B.B. Boudreau

Novelist | Singer

The Great American Sweet Spot

Is this you? Born between WWII and 1990, some semblance of white middle class, educated beyond middle/high school, house owner, car owner (maybe multiple), steady job, possibly retirement plans in place. Then you–and I–hit the Sweet Spot.

This is not intended to brag, shame, or judge. It could be a slap on the forehead, the realization that we, the privileged hit a time in world history (not just American) full of life-necessities, choices, and potential of achieving success. My time frame may be a little off, and undoubtedly there are discrepancies in this demographic. But you and I are among the most fortunate humans to have ever walked this planet’s soil. We live in a democracy that affords so many choices. We can generally leave the security of our homes without a thought of danger or violence. Many of us own homes that are comfortably cool in summer and warm in winter, reliable cars, appliances that wash our clothes and dishes, keep our food cool or frozen, warm our coffee. We have big black screens hanging from our walls that entertain, report the news and weather, stream our movies and give us access to the world at the click of a button. We twist a tap and an endless supply of clean water gushes forth. We go to dinner with friends. We possess multiple computers (including ubiquitous phones) that initiate the purchase of goods in a couple of clicks, and delivery to our doorstep within a week. We go on vacations to fun, exotic places. We have closets so jammed with clothes that we have trouble finding things. We are never truly hungry or thirsty, or trembling in cold weather. We live lives of some certainty: we work, we sleep, we exercise, eat, drink and play with our children or our dogs. We live better than most of the world population. And we think this is normal life. I’m not speaking of rich people. This includes a lot of us.
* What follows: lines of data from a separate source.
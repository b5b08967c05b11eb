//! Environment cube map
//!
//! Six square RGB faces in GL cube-map order. Rays leaving the volume read
//! their emitted background radiance from here. Face selection and
//! per-face coordinates follow the GL major-axis rules so the CPU tracer and
//! the `samplerCube` lookup agree.

use crate::error::{Result, VolumeError};
use glam::{Vec2, Vec3};

/// Cube map faces in GL upload order (`TEXTURE_CUBE_MAP_POSITIVE_X + i`)
#[derive(Debug, Clone, Copy, PartialEq, Eq)]
pub enum CubeFace {
    PositiveX,
    NegativeX,
    PositiveY,
    NegativeY,
    PositiveZ,
    NegativeZ,
}

impl CubeFace {
    pub const ALL: [CubeFace; 6] = [
        CubeFace::PositiveX,
        CubeFace::NegativeX,
        CubeFace::PositiveY,
        CubeFace::NegativeY,
        CubeFace::PositiveZ,
        CubeFace::NegativeZ,
    ];

    pub fn index(self) -> usize {
        self as usize
    }

    /// Select the face and its `[0, 1]^2` coordinate for a direction
    pub fn from_direction(dir: Vec3) -> (CubeFace, Vec2) {
        let a = dir.abs();
        let (face, sc, tc, ma) = if a.x >= a.y && a.x >= a.z {
            if dir.x >= 0.0 {
                (CubeFace::PositiveX, -dir.z, -dir.y, a.x)
            } else {
                (CubeFace::NegativeX, dir.z, -dir.y, a.x)
            }
        } else if a.y >= a.z {
            if dir.y >= 0.0 {
                (CubeFace::PositiveY, dir.x, dir.z, a.y)
            } else {
                (CubeFace::NegativeY, dir.x, -dir.z, a.y)
            }
        } else if dir.z >= 0.0 {
            (CubeFace::PositiveZ, dir.x, -dir.y, a.z)
        } else {
            (CubeFace::NegativeZ, -dir.x, -dir.y, a.z)
        };

        let st = (Vec2::new(sc, tc) / ma + Vec2::ONE) * 0.5;
        (face, st)
    }

    /// Unnormalized direction through a face coordinate in `[0, 1]^2`
    pub fn direction(self, st: Vec2) -> Vec3 {
        let sc = st.x * 2.0 - 1.0;
        let tc = st.y * 2.0 - 1.0;
        match self {
            CubeFace::PositiveX => Vec3::new(1.0, -tc, -sc),
            CubeFace::NegativeX => Vec3::new(-1.0, -tc, sc),
            CubeFace::PositiveY => Vec3::new(sc, 1.0, tc),
            CubeFace::NegativeY => Vec3::new(sc, -1.0, -tc),
            CubeFace::PositiveZ => Vec3::new(sc, -tc, 1.0),
            CubeFace::NegativeZ => Vec3::new(-sc, -tc, -1.0),
        }
    }
}

/// RGB radiance cube map
#[derive(Debug, Clone, PartialEq)]
pub struct EnvironmentMap {
    size: u32,
    faces: [Vec<Vec3>; 6],
}

impl EnvironmentMap {
    /// Build from six row-major faces of `size * size` texels
    pub fn from_faces(size: u32, faces: [Vec<Vec3>; 6]) -> Result<Self> {
        let expected = size as usize * size as usize;
        for (face, texels) in faces.iter().enumerate() {
            if size == 0 {
                return Err(VolumeError::InvalidEnvironmentFace {
                    face,
                    reason: "face size must be positive".to_string(),
                });
            }
            if texels.len() != expected {
                return Err(VolumeError::InvalidEnvironmentFace {
                    face,
                    reason: format!("expected {} texels, got {}", expected, texels.len()),
                });
            }
        }
        Ok(Self { size, faces })
    }

    /// Same radiance in every direction
    pub fn uniform(color: Vec3) -> Self {
        Self {
            size: 1,
            faces: std::array::from_fn(|_| vec![color]),
        }
    }

    /// Build by evaluating `radiance` at every texel centre direction
    pub fn from_fn(size: u32, radiance: impl Fn(Vec3) -> Vec3) -> Result<Self> {
        let faces = CubeFace::ALL.map(|face| {
            let mut texels = Vec::with_capacity(size as usize * size as usize);
            for t in 0..size {
                for s in 0..size {
                    let st = Vec2::new(
                        (s as f32 + 0.5) / size as f32,
                        (t as f32 + 0.5) / size as f32,
                    );
                    texels.push(radiance(face.direction(st).normalize()));
                }
            }
            texels
        });
        Self::from_faces(size, faces)
    }

    /// Sky/ground gradient with logarithmic falloff from the horizon
    pub fn sky_gradient(zenith: Vec3, horizon: Vec3, ground: Vec3, size: u32) -> Result<Self> {
        Self::from_fn(size, |dir| {
            let t = dir.y.abs();
            let log_t = (1.0 + t * 15.0).log2() / 16.0_f32.log2();
            if dir.y >= 0.0 {
                horizon.lerp(zenith, log_t)
            } else {
                horizon.lerp(ground, log_t)
            }
        })
    }

    pub fn size(&self) -> u32 {
        self.size
    }

    pub fn face(&self, face: CubeFace) -> &[Vec3] {
        &self.faces[face.index()]
    }

    /// Interleaved RGB floats of one face for upload
    pub fn face_rgb_f32(&self, face: CubeFace) -> Vec<f32> {
        self.faces[face.index()]
            .iter()
            .flat_map(|c| c.to_array())
            .collect()
    }

    fn texel(&self, face: CubeFace, s: i64, t: i64) -> Vec3 {
        let max = self.size as i64 - 1;
        let (s, t) = (s.clamp(0, max) as usize, t.clamp(0, max) as usize);
        self.faces[face.index()][t * self.size as usize + s]
    }

    /// Bilinear radiance lookup along `dir` (need not be normalized)
    ///
    /// A zero or non-finite direction has no defined face and reads black.
    pub fn sample(&self, dir: Vec3) -> Vec3 {
        if !dir.is_finite() || dir == Vec3::ZERO {
            return Vec3::ZERO;
        }

        let (face, st) = CubeFace::from_direction(dir);
        let p = st * self.size as f32 - Vec2::splat(0.5);
        let base = p.floor();
        let f = p - base;
        let (s0, t0) = (base.x as i64, base.y as i64);

        let lerp = |a: Vec3, b: Vec3, w: f32| a + (b - a) * w;
        let top = lerp(self.texel(face, s0, t0), self.texel(face, s0 + 1, t0), f.x);
        let bottom = lerp(
            self.texel(face, s0, t0 + 1),
            self.texel(face, s0 + 1, t0 + 1),
            f.x,
        );
        lerp(top, bottom, f.y)
    }
}

#[cfg(test)]
mod tests {
    use super::*;

    #[test]
    fn test_face_selection_follows_major_axis() {
        assert_eq!(CubeFace::from_direction(Vec3::X).0, CubeFace::PositiveX);
        assert_eq!(CubeFace::from_direction(-Vec3::Y).0, CubeFace::NegativeY);
        assert_eq!(CubeFace::from_direction(Vec3::new(0.1, 0.2, -0.9)).0, CubeFace::NegativeZ);
    }

    #[test]
    fn test_face_direction_round_trip() {
        for face in CubeFace::ALL {
            let st = Vec2::new(0.3, 0.8);
            let (back, back_st) = CubeFace::from_direction(face.direction(st));
            assert_eq!(back, face);
            assert!((back_st - st).length() < 1e-5);
        }
    }

    #[test]
    fn test_uniform_is_exact_everywhere() {
        let color = Vec3::new(0.25, 0.5, 0.75);
        let env = EnvironmentMap::uniform(color);
        for dir in [Vec3::X, -Vec3::Z, Vec3::new(0.3, -0.4, 0.5)] {
            assert_eq!(env.sample(dir), color);
        }
        assert_eq!(env.sample(Vec3::ZERO), Vec3::ZERO);
    }

    #[test]
    fn test_sky_gradient_separates_sky_and_ground() {
        let zenith = Vec3::new(0.1, 0.2, 0.9);
        let ground = Vec3::new(0.3, 0.3, 0.3);
        let env = EnvironmentMap::sky_gradient(zenith, Vec3::ONE, ground, 16).unwrap();
        let up = env.sample(Vec3::Y);
        let down = env.sample(-Vec3::Y);
        assert!(up.z > up.x);
        assert!((down.x - down.z).abs() < 1e-5);
    }

    #[test]
    fn test_wrong_face_size_rejected() {
        let faces = std::array::from_fn(|i| vec![Vec3::ZERO; if i == 3 { 3 } else { 4 }]);
        assert!(EnvironmentMap::from_faces(2, faces).is_err());
    }
}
And yet . . . and yet . . .

We complain. In some cases–about almost everything.

This is what one of my seasonal staff members reported. He is from Turkey. He is puzzled by Americans and their attitudes—either angry or entitled, or both. He was raised in a small rural town high in the mountains. He hauled wood, water, and food as a kid. He was displaced and put on a train at eight years old, uprooted and deported across borders by People in Power. He was lucky enough to come to the US in 2008. He lives in an apartment with his American wife and has taken any job he can secure, working construction, giving cycle rickshaw tours in NYC, where he slept on the office floor because he couldn’t afford rent. He is a green card holder. He is younger than I am by 20 years.
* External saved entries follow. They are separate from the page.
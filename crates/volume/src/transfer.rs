//! Transfer function (lookup table)
//!
//! Maps a scalar intensity in `[0, 1]` to an RGBA surface colour and opacity.
//! Sampling mirrors a 1D texture with linear filtering and clamp-to-edge.

use crate::error::{Result, VolumeError};
use glam::Vec4;
use serde::{Deserialize, Serialize};

/// Default table resolution for generated transfer functions
pub const DEFAULT_RESOLUTION: usize = 256;

/// A control point of a piecewise-linear transfer function
#[derive(Debug, Clone, Copy, PartialEq, Serialize, Deserialize)]
pub struct ControlPoint {
    /// Intensity in `[0, 1]`
    pub intensity: f32,
    /// RGBA colour at this intensity
    pub color: [f32; 4],
}

impl ControlPoint {
    pub fn new(intensity: f32, color: [f32; 4]) -> Self {
        Self { intensity, color }
    }
}

/// 1D RGBA lookup table
#[derive(Debug, Clone, PartialEq)]
pub struct TransferFunction {
    table: Vec<Vec4>,
}

impl TransferFunction {
    /// Build from explicit table entries
    pub fn from_table(table: Vec<Vec4>) -> Result<Self> {
        if table.is_empty() {
            return Err(VolumeError::InvalidTransferFunction(
                "table must not be empty".to_string(),
            ));
        }
        if table.iter().any(|c| !c.is_finite()) {
            return Err(VolumeError::InvalidTransferFunction(
                "table contains non-finite values".to_string(),
            ));
        }
        Ok(Self { table })
    }

    /// Rasterize piecewise-linear control points into a table
    ///
    /// Points are sorted by intensity; intensities outside the first and last
    /// point take the colour of the nearest point.
    pub fn from_control_points(points: &[ControlPoint], resolution: usize) -> Result<Self> {
        if points.is_empty() {
            return Err(VolumeError::InvalidTransferFunction(
                "at least one control point is required".to_string(),
            ));
        }
        if resolution == 0 {
            return Err(VolumeError::InvalidTransferFunction(
                "resolution must be positive".to_string(),
            ));
        }

        let mut points = points.to_vec();
        points.sort_by(|a, b| a.intensity.total_cmp(&b.intensity));

        let table = (0..resolution)
            .map(|i| {
                let t = (i as f32 + 0.5) / resolution as f32;
                interpolate(&points, t)
            })
            .collect();

        Self::from_table(table)
    }

    /// Linear ramp where colour and opacity equal the intensity
    pub fn grayscale(resolution: usize) -> Result<Self> {
        Self::from_control_points(
            &[
                ControlPoint::new(0.0, [0.0, 0.0, 0.0, 0.0]),
                ControlPoint::new(1.0, [1.0, 1.0, 1.0, 1.0]),
            ],
            resolution,
        )
    }

    /// Constant colour for every intensity
    pub fn constant(color: Vec4) -> Result<Self> {
        Self::from_table(vec![color])
    }

    pub fn len(&self) -> usize {
        self.table.len()
    }

    pub fn is_empty(&self) -> bool {
        self.table.is_empty()
    }

    pub fn table(&self) -> &[Vec4] {
        &self.table
    }

    /// Interleaved RGBA floats for upload
    pub fn to_rgba_f32(&self) -> Vec<f32> {
        self.table.iter().flat_map(|c| c.to_array()).collect()
    }

    /// Linearly filtered lookup with clamp-to-edge
    pub fn sample(&self, intensity: f32) -> Vec4 {
        let n = self.table.len();
        let p = intensity * n as f32 - 0.5;
        let base = p.floor();
        let f = p - base;
        let i0 = (base as i64).clamp(0, n as i64 - 1) as usize;
        let i1 = (base as i64 + 1).clamp(0, n as i64 - 1) as usize;
        let (a, b) = (self.table[i0], self.table[i1]);
        a + (b - a) * f
    }
}

fn interpolate(points: &[ControlPoint], t: f32) -> Vec4 {
    let first = points[0];
    let last = points[points.len() - 1];
    if t <= first.intensity {
        return Vec4::from_array(first.color);
    }
    if t >= last.intensity {
        return Vec4::from_array(last.color);
    }

    for pair in points.windows(2) {
        let (a, b) = (pair[0], pair[1]);
        if t >= a.intensity && t <= b.intensity {
            let span = b.intensity - a.intensity;
            let w = if span > 0.0 { (t - a.intensity) / span } else { 0.0 };
            return Vec4::from_array(a.color).lerp(Vec4::from_array(b.color), w);
        }
    }

    Vec4::from_array(last.color)
}

#[cfg(test)]
mod tests {
    use super::*;

    #[test]
    fn test_empty_points_rejected() {
        assert!(TransferFunction::from_control_points(&[], 16).is_err());
        assert!(TransferFunction::from_table(vec![]).is_err());
    }

    #[test]
    fn test_grayscale_is_monotonic() {
        let lut = TransferFunction::grayscale(DEFAULT_RESOLUTION).unwrap();
        let mut last = -1.0;
        for i in 0..=20 {
            let c = lut.sample(i as f32 / 20.0);
            assert!(c.x >= last);
            last = c.x;
        }
        assert!(lut.sample(0.5).x > 0.49 && lut.sample(0.5).x < 0.51);
    }

    #[test]
    fn test_sample_clamps_to_edge() {
        let lut = TransferFunction::from_table(vec![Vec4::ZERO, Vec4::ONE]).unwrap();
        assert_eq!(lut.sample(-1.0), Vec4::ZERO);
        assert_eq!(lut.sample(2.0), Vec4::ONE);
    }

    #[test]
    fn test_constant_lookup() {
        let color = Vec4::new(0.2, 0.4, 0.6, 1.0);
        let lut = TransferFunction::constant(color).unwrap();
        assert_eq!(lut.sample(0.3), color);
    }

    #[test]
    fn test_unsorted_points_are_sorted() {
        let lut = TransferFunction::from_control_points(
            &[
                ControlPoint::new(1.0, [1.0, 0.0, 0.0, 1.0]),
                ControlPoint::new(0.0, [0.0, 0.0, 1.0, 0.0]),
            ],
            64,
        )
        .unwrap();
        assert!(lut.sample(0.0).z > 0.9);
        assert!(lut.sample(1.0).x > 0.9);
    }
}
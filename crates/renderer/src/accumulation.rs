//! Progressive accumulation lifecycle
//!
//! Tracks the state of an accumulation target independently of where the
//! sum lives (GL framebuffer or CPU buffer). The target holds the running
//! sum of `sample_count` estimates; display divides by the count.

/// Observable lifecycle state
#[derive(Debug, Clone, Copy, PartialEq, Eq)]
pub enum AccumulationState {
    Uninitialized,
    /// Allocated and zeroed (or pending zeroing), no samples yet
    Ready,
    /// Holds the sum of this many estimates
    Accumulating(u32),
}

/// Result of a clear request
#[derive(Debug, Clone, Copy, PartialEq, Eq)]
pub struct ClearOutcome {
    /// Target dimensions changed and storage must be reallocated
    pub resized: bool,
}

#[derive(Debug, Clone, Default)]
pub struct Accumulation {
    width: u32,
    height: u32,
    sample_count: u32,
    pending_clear: bool,
    initialized: bool,
}

impl Accumulation {
    pub fn new() -> Self {
        Self::default()
    }

    /// Allocate for the given target size; the first pass zeroes the target
    pub fn initialize(&mut self, width: u32, height: u32) {
        self.width = width;
        self.height = height;
        self.sample_count = 0;
        self.pending_clear = true;
        self.initialized = true;
    }

    /// Discard accumulated samples, reporting whether the size changed
    ///
    /// On an uninitialized accumulation this is equivalent to `initialize`.
    pub fn clear(&mut self, width: u32, height: u32) -> ClearOutcome {
        let resized = !self.initialized || width != self.width || height != self.height;
        self.initialize(width, height);
        ClearOutcome { resized }
    }

    /// Drop accumulated samples without touching the target size
    pub fn restart(&mut self) {
        if self.initialized {
            self.sample_count = 0;
            self.pending_clear = true;
        }
    }

    /// Texel count of the target, widened before multiplying
    pub fn pixel_count(&self) -> usize {
        self.width as usize * self.height as usize
    }

    /// Start a pass; returns true when the target must be zeroed first
    pub fn begin_pass(&mut self) -> bool {
        std::mem::take(&mut self.pending_clear)
    }

    /// Record one more estimate in the target
    pub fn finish_pass(&mut self) {
        self.sample_count = self.sample_count.saturating_add(1);
    }

    pub fn state(&self) -> AccumulationState {
        match (self.initialized, self.sample_count) {
            (false, _) => AccumulationState::Uninitialized,
            (true, 0) => AccumulationState::Ready,
            (true, k) => AccumulationState::Accumulating(k),
        }
    }

    pub fn sample_count(&self) -> u32 {
        self.sample_count
    }

    pub fn size(&self) -> (u32, u32) {
        (self.width, self.height)
    }

    pub fn is_initialized(&self) -> bool {
        self.initialized
    }

    /// Factor applied to the sum at display time
    pub fn display_scale(&self) -> f32 {
        if self.sample_count == 0 {
            0.0
        } else {
            1.0 / self.sample_count as f32
        }
    }
}

/// Quantize one averaged channel for 8-bit display
pub fn to_display_byte(sum: f32, scale: f32) -> u8 {
    ((sum * scale).clamp(0.0, 1.0) * 255.0).round() as u8
}

#[cfg(test)]
mod tests {
    use super::*;

    #[test]
    fn test_lifecycle() {
        let mut acc = Accumulation::new();
        assert_eq!(acc.state(), AccumulationState::Uninitialized);

        acc.initialize(800, 600);
        assert_eq!(acc.state(), AccumulationState::Ready);
        assert!(acc.begin_pass());
        acc.finish_pass();
        assert_eq!(acc.state(), AccumulationState::Accumulating(1));

        assert!(!acc.begin_pass());
        acc.finish_pass();
        assert_eq!(acc.state(), AccumulationState::Accumulating(2));
        assert_eq!(acc.display_scale(), 0.5);
    }

    #[test]
    fn test_clear_resets_and_reports_resize() {
        let mut acc = Accumulation::new();
        acc.initialize(800, 600);
        acc.begin_pass();
        acc.finish_pass();

        let same = acc.clear(800, 600);
        assert!(!same.resized);
        assert_eq!(acc.state(), AccumulationState::Ready);
        assert!(acc.begin_pass());

        let bigger = acc.clear(1024, 768);
        assert!(bigger.resized);
        assert_eq!(acc.size(), (1024, 768));
    }

    #[test]
    fn test_display_byte_clamps() {
        assert_eq!(to_display_byte(3.0, 0.5), 255);
        assert_eq!(to_display_byte(1.0, 0.5), 128);
        assert_eq!(to_display_byte(-1.0, 1.0), 0);
    }

    #[test]
    fn test_restart_keeps_size() {
        let mut acc = Accumulation::new();
        acc.restart();
        assert_eq!(acc.state(), AccumulationState::Uninitialized);

        acc.initialize(320, 200);
        acc.begin_pass();
        acc.finish_pass();
        acc.finish_pass();
        acc.restart();
        assert_eq!(acc.state(), AccumulationState::Ready);
        assert_eq!(acc.size(), (320, 200));
        assert!(acc.begin_pass());
    }

    #[test]
    fn test_pixel_count_does_not_wrap() {
        let mut acc = Accumulation::new();
        acc.initialize(70_000, 70_000);
        assert_eq!(acc.pixel_count(), 4_900_000_000);
        assert_eq!(acc.pixel_count() * 3, 14_700_000_000);
    }

    #[test]
    fn test_clear_before_initialize_allocates() {
        let mut acc = Accumulation::new();
        assert!(acc.clear(4, 4).resized);
        assert!(acc.is_initialized());
        assert_eq!(acc.display_scale(), 0.0);
    }
}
And yet . . . and yet . . .

He never complains. And his lack of complaint is noticeable to those around him.

He is happy to work whatever job he has, unphased by car troubles, personnel or logistical issues at work. He does whatever I request. Agrees to any days or schedule I suggest. He has something I do not: real life perspective. He knows struggle, hunger, banishment, prejudice, and hardship that few of us can imagine.

He spoke of a pervasive emotional condition in the States. “There is no depression where I come from,” he said. “People are too busy trying to survive to be depressed.”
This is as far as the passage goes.